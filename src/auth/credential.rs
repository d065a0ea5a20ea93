//! Bearer credential issued by the upstream token endpoint.

// self
use crate::{_prelude::*, auth::TokenSecret, error::AuthError};

/// Bearer token plus the absolute instant it stops being accepted.
#[derive(Clone, PartialEq, Eq)]
pub struct Credential {
	/// Bearer token; callers must avoid logging it.
	pub token: TokenSecret,
	/// Expiry instant reported (or assumed) for the token.
	pub expires_at: OffsetDateTime,
}
impl Credential {
	/// Lifetime assumed when the token endpoint reports no expiry at all.
	pub const DEFAULT_LIFETIME: Duration = Duration::hours(1);

	/// Creates a credential from its parts.
	pub fn new(token: impl Into<String>, expires_at: OffsetDateTime) -> Self {
		Self { token: TokenSecret::new(token), expires_at }
	}

	/// Returns `true` if the token stays valid for more than `leeway` past `now`.
	///
	/// An expiry too close to the representable minimum to subtract `leeway` from is never fresh.
	pub fn is_fresh_at(&self, now: OffsetDateTime, leeway: Duration) -> bool {
		self.expires_at.checked_sub(leeway).is_some_and(|deadline| now < deadline)
	}

	/// Builds a credential from a raw token endpoint body.
	///
	/// `exp` is an absolute epoch second and wins over the relative `expires_in`; when neither is
	/// present the token is assumed to live for [`Credential::DEFAULT_LIFETIME`].
	pub fn from_token_response(
		body: &str,
		status: u16,
		now: OffsetDateTime,
	) -> Result<Self, AuthError> {
		let mut deserializer = serde_json::Deserializer::from_str(body);
		let response: TokenResponse = serde_path_to_error::deserialize(&mut deserializer)
			.map_err(|source| AuthError::MalformedResponse { source, status })?;
		let token = response
			.access_token
			.filter(|token| !token.is_empty())
			.ok_or(AuthError::MissingAccessToken)?;
		let expires_at = match (response.exp, response.expires_in) {
			(Some(exp), _) => OffsetDateTime::from_unix_timestamp(exp)
				.map_err(|_| AuthError::ExpiryOutOfRange)?,
			(None, Some(secs)) => now
				.checked_add(Duration::seconds(secs))
				.ok_or(AuthError::ExpiryOutOfRange)?,
			(None, None) =>
				now.checked_add(Self::DEFAULT_LIFETIME).ok_or(AuthError::ExpiryOutOfRange)?,
		};

		Ok(Self::new(token, expires_at))
	}
}
impl Debug for Credential {
	fn fmt(&self, f: &mut Formatter) -> FmtResult {
		f.debug_struct("Credential")
			.field("token", &"<redacted>")
			.field("expires_at", &self.expires_at)
			.finish()
	}
}

#[derive(Deserialize)]
struct TokenResponse {
	access_token: Option<String>,
	exp: Option<i64>,
	expires_in: Option<i64>,
}
//! Secure secret wrapper that redacts sensitive material.

// self
use crate::_prelude::*;

/// Redacted secret wrapper keeping bearer tokens and passwords out of logs.
#[derive(Clone, PartialEq, Eq, Serialize, Deserialize)]
pub struct TokenSecret(String);
impl TokenSecret {
	/// Wraps a new secret string.
	pub fn new(value: impl Into<String>) -> Self {
		Self(value.into())
	}

	/// Returns the inner value. Callers must avoid logging this string.
	pub fn expose(&self) -> &str {
		&self.0
	}
}
impl Debug for TokenSecret {
	fn fmt(&self, f: &mut Formatter) -> FmtResult {
		f.debug_tuple("TokenSecret").field(&"<redacted>").finish()
	}
}
impl Display for TokenSecret {
	fn fmt(&self, f: &mut Formatter) -> FmtResult {
		f.write_str("<redacted>")
	}
}
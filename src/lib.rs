//! One-time emergency quota grants for a user-management panel: a cached admin credential,
//! retry-once upstream calls, and an atomically persisted grant ledger behind a small HTTP API.

#![deny(clippy::all, missing_docs, unused_crate_dependencies)]

pub mod auth;
pub mod config;
pub mod error;
pub mod grant;
pub mod obs;
pub mod server;
pub mod store;
pub mod upstream;

mod _prelude {
	pub use std::{
		collections::{BTreeMap, HashMap},
		error::Error as StdError,
		fmt::{Debug, Display, Formatter, Result as FmtResult},
		future::Future,
		path::{Path, PathBuf},
		pin::Pin,
		sync::Arc,
	};

	pub use async_lock::Mutex as AsyncMutex;
	pub use parking_lot::{Mutex, RwLock};
	pub use reqwest::{Client as ReqwestClient, Error as ReqwestError, StatusCode};
	pub use serde::{Deserialize, Serialize};
	pub use thiserror::Error as ThisError;
	pub use time::{Duration, OffsetDateTime};
	pub use url::Url;

	pub use crate::error::{Error, Result};
}

pub use reqwest;
pub use url;
// Binary-only dependency.
use color_eyre as _;
#[cfg(test)] use {httpmock as _, tower as _};
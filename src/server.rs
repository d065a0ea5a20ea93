//! HTTP surface: `GET /emergency/{username}` and `POST /emergency/{username}/grant`.
//!
//! The router answers any origin, method, and header because it is called from a captive
//! browser page served elsewhere.

// std
use std::net::SocketAddr;
// crates.io
use axum::{
	Json, Router,
	extract::{Path as UrlPath, State},
	http::{
		HeaderMap, HeaderName,
		header::{ORIGIN, REFERER},
	},
	response::{IntoResponse, Response},
	routing::{get, post},
};
use serde_json::json;
use tokio::net::TcpListener;
use tower_http::{
	cors::{Any, CorsLayer},
	trace::TraceLayer,
};
// self
use crate::{
	_prelude::*,
	auth::{CredentialCache, PasswordAuthenticator},
	config::Config,
	error::PolicyViolation,
	grant::{BrowserEvidence, CheckReport, GrantAmount, GrantReceipt, GrantRequest, GrantService},
	store::FileStore,
	upstream::UpstreamClient,
};

type SharedState = Arc<GrantService>;

/// Wires the credential cache, upstream client, file store, and grant service from `config`.
pub fn build_service(config: &Config) -> Result<GrantService> {
	let http = config.http_client()?;
	let authenticator = PasswordAuthenticator::new(
		http.clone(),
		crate::upstream::endpoint(&config.base_url, &["api", "admin", "token"]),
		config.admin_username.clone(),
		config.admin_password.clone(),
	);
	let credentials = Arc::new(CredentialCache::new(Arc::new(authenticator)));
	let upstream = UpstreamClient::new(http, config.base_url.clone(), credentials)?;
	let store = FileStore::open(&config.store_path)?;

	tracing::info!(store = %store.path().display(), "Grant store ready.");

	Ok(GrantService::new(Arc::new(upstream), Arc::new(store)))
}

/// Builds the router with permissive CORS and request tracing.
pub fn router(service: Arc<GrantService>) -> Router {
	Router::new()
		.route("/health", get(health))
		.route("/emergency/{username}", get(check))
		.route("/emergency/{username}/grant", post(grant))
		.with_state(service)
		.layer(CorsLayer::new().allow_origin(Any).allow_methods(Any).allow_headers(Any))
		.layer(TraceLayer::new_for_http())
}

/// Serves the router on `addr` until `shutdown` resolves.
pub async fn serve(
	addr: SocketAddr,
	service: Arc<GrantService>,
	shutdown: impl Future<Output = ()> + Send + 'static,
) -> std::io::Result<()> {
	let listener = TcpListener::bind(addr).await?;

	tracing::info!(addr = %listener.local_addr()?, "Emergency grant API listening.");

	axum::serve(listener, router(service)).with_graceful_shutdown(shutdown).await
}

async fn health() -> impl IntoResponse {
	Json(json!({ "status": "ok" }))
}

async fn check(
	State(service): State<SharedState>,
	UrlPath(username): UrlPath<String>,
) -> Result<Json<CheckReport>, ApiError> {
	Ok(Json(service.check(&username).await?))
}

async fn grant(
	State(service): State<SharedState>,
	UrlPath(username): UrlPath<String>,
	headers: HeaderMap,
	Json(amount): Json<GrantAmount>,
) -> Result<Json<GrantReceipt>, ApiError> {
	let evidence = browser_evidence(&headers);
	let receipt = service.grant(GrantRequest { username, amount, evidence }).await?;

	Ok(Json(receipt))
}

/// Collects `Referer`/`Origin`; any non-empty raw value counts, including non-ASCII bytes.
fn browser_evidence(headers: &HeaderMap) -> BrowserEvidence {
	let header = |name: HeaderName| {
		headers.get(name).map(|value| String::from_utf8_lossy(value.as_bytes()).into_owned())
	};

	BrowserEvidence { referer: header(REFERER), origin: header(ORIGIN) }
}

/// Maps service errors onto HTTP responses with a `{"detail": ...}` body.
#[derive(Debug)]
pub struct ApiError(Error);
impl ApiError {
	/// HTTP status for the wrapped error.
	pub fn status(&self) -> StatusCode {
		match &self.0 {
			Error::Policy(PolicyViolation::MissingBrowserOrigin) => StatusCode::FORBIDDEN,
			Error::Policy(PolicyViolation::AlreadyUsed { .. }) => StatusCode::BAD_REQUEST,
			Error::Auth(_) | Error::Upstream(_) => StatusCode::BAD_GATEWAY,
			Error::Storage(_) | Error::Config(_) => StatusCode::INTERNAL_SERVER_ERROR,
		}
	}
}
impl From<Error> for ApiError {
	fn from(err: Error) -> Self {
		Self(err)
	}
}
impl IntoResponse for ApiError {
	fn into_response(self) -> Response {
		let status = self.status();

		if status.is_server_error() {
			tracing::error!(error = %self.0, "Request failed.");
		}

		(status, Json(json!({ "detail": self.0.to_string() }))).into_response()
	}
}
//! Admin password-grant authenticator backed by reqwest.

// self
use crate::{
	_prelude::*,
	auth::{AuthFuture, Authenticator, Credential, TokenSecret},
	error::{AuthError, TransportError},
};

/// Posts `{username, password, grant_type=password}` to the admin token endpoint.
#[derive(Clone)]
pub struct PasswordAuthenticator {
	http: ReqwestClient,
	token_url: Url,
	username: String,
	password: TokenSecret,
}
impl PasswordAuthenticator {
	/// Creates an authenticator for the provided token endpoint and admin account.
	pub fn new(
		http: ReqwestClient,
		token_url: Url,
		username: impl Into<String>,
		password: TokenSecret,
	) -> Self {
		Self { http, token_url, username: username.into(), password }
	}

	async fn request_token(&self) -> Result<Credential, AuthError> {
		let form = [
			("username", self.username.as_str()),
			("password", self.password.expose()),
			("grant_type", "password"),
		];
		let response = self
			.http
			.post(self.token_url.clone())
			.form(&form)
			.send()
			.await
			.map_err(TransportError::from)?;
		let status = response.status();
		let body = response.text().await.map_err(TransportError::from)?;

		if !status.is_success() {
			return Err(AuthError::Rejected { status: status.as_u16(), body });
		}

		Credential::from_token_response(&body, status.as_u16(), OffsetDateTime::now_utc())
	}
}
impl Authenticator for PasswordAuthenticator {
	fn authenticate(&self) -> AuthFuture<'_> {
		Box::pin(self.request_token())
	}
}
impl Debug for PasswordAuthenticator {
	fn fmt(&self, f: &mut Formatter) -> FmtResult {
		f.debug_struct("PasswordAuthenticator")
			.field("token_url", &self.token_url.as_str())
			.field("username", &self.username)
			.field("password", &self.password)
			.finish()
	}
}
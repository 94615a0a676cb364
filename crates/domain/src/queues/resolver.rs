use std::collections::BTreeMap;

use crate::errors::{Error, Result};
use crate::service::Resources;
use crate::value::PropertyValue;

use super::QueueBinding;

const QUEUE_NAME_PROPERTY: &str = "QueueName";

/// Name segment of `arn:partition:service:region:account:name`
pub fn queue_name_from_arn(arn: &str) -> Result<String> {
    match arn.split(':').nth(5) {
        Some(name) if !name.is_empty() => Ok(name.to_string()),
        _ => Err(Error::InvalidArn {
            arn: arn.to_string(),
        }),
    }
}

/// Resolves the logical queue name of a binding.
///
/// A literal ARN wins over an explicit queue name, which wins over the
/// `QueueName` property of the referenced resource.
pub fn resolve_queue_name(binding: &QueueBinding, resources: &Resources) -> Result<String> {
    if let Some(arn) = &binding.arn {
        return queue_name_from_arn(arn);
    }

    if let Some(name) = binding.queue_name.as_deref().filter(|name| !name.is_empty()) {
        return Ok(name.to_string());
    }

    let Some(resource) = &binding.resource else {
        return Err(Error::MissingQueueName {
            function: binding.function.clone(),
        });
    };

    resource_properties(resource, resources)?
        .get(QUEUE_NAME_PROPERTY)
        .and_then(PropertyValue::as_resolved)
        .filter(|name| !name.is_empty())
        .map(str::to_string)
        .ok_or_else(|| Error::MissingQueueNameProperty {
            resource: resource.clone(),
            function: binding.function.clone(),
        })
}

/// Queue creation attributes taken from the referenced resource.
///
/// Dynamic references cannot be resolved locally; they are left out with a
/// warning, as are explicit nulls.
pub fn resolve_creation_properties(
    binding: &QueueBinding,
    resources: &Resources,
) -> Result<BTreeMap<String, String>> {
    let Some(resource) = &binding.resource else {
        return Ok(BTreeMap::new());
    };
    let properties = resource_properties(resource, resources)?;

    let mut attributes = BTreeMap::new();
    for (key, value) in properties {
        if key == QUEUE_NAME_PROPERTY {
            continue;
        }
        match value {
            PropertyValue::Resolved(value) => {
                attributes.insert(key.clone(), value.clone());
            }
            PropertyValue::DynamicReference(_) | PropertyValue::Null => {
                tracing::warn!(
                    "Ignoring property '{}' of {}, it is an unresolvable reference: {}",
                    key,
                    binding.function,
                    value.raw()
                );
            }
        }
    }

    Ok(attributes)
}

fn resource_properties<'a>(
    resource: &str,
    resources: &'a Resources,
) -> Result<&'a BTreeMap<String, PropertyValue>> {
    resources
        .properties(resource)
        .ok_or_else(|| Error::MissingResource {
            resource: resource.to_string(),
        })
}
##############################
■ Try it: When copying the data above, please keep exactly the lines from its first line through the line with "pub fn is_fresh_at(&self, now: OffsetDateTime, leeway: Duration)", both ends included, and drop the rest.

■ Problem solution:
filename src/auth/credential.rs
repository d065a0ea5a20ea93
//! Bearer credential issued by the upstream token endpoint.

// self
use crate::{_prelude::*, auth::TokenSecret, error::AuthError};

/// Bearer token plus the absolute instant it stops being accepted.
#[derive(Clone, PartialEq, Eq)]
pub struct Credential {
	/// Bearer token; callers must avoid logging it.
	pub token: TokenSecret,
	/// Expiry instant reported (or assumed) for the token.
	pub expires_at: OffsetDateTime,
}
impl Credential {
	/// Lifetime assumed when the token endpoint reports no expiry at all.
	pub const DEFAULT_LIFETIME: Duration = Duration::hours(1);

	/// Creates a credential from its parts.
	pub fn new(token: impl Into<String>, expires_at: OffsetDateTime) -> Self {
		Self { token: TokenSecret::new(token), expires_at }
	}

	/// Returns `true` if the token stays valid for more than `leeway` past `now`.
	///
	/// An expiry too close to the representable minimum to subtract `leeway` from is never fresh.
	pub fn is_fresh_at(&self, now: OffsetDateTime, leeway: Duration) -> bool {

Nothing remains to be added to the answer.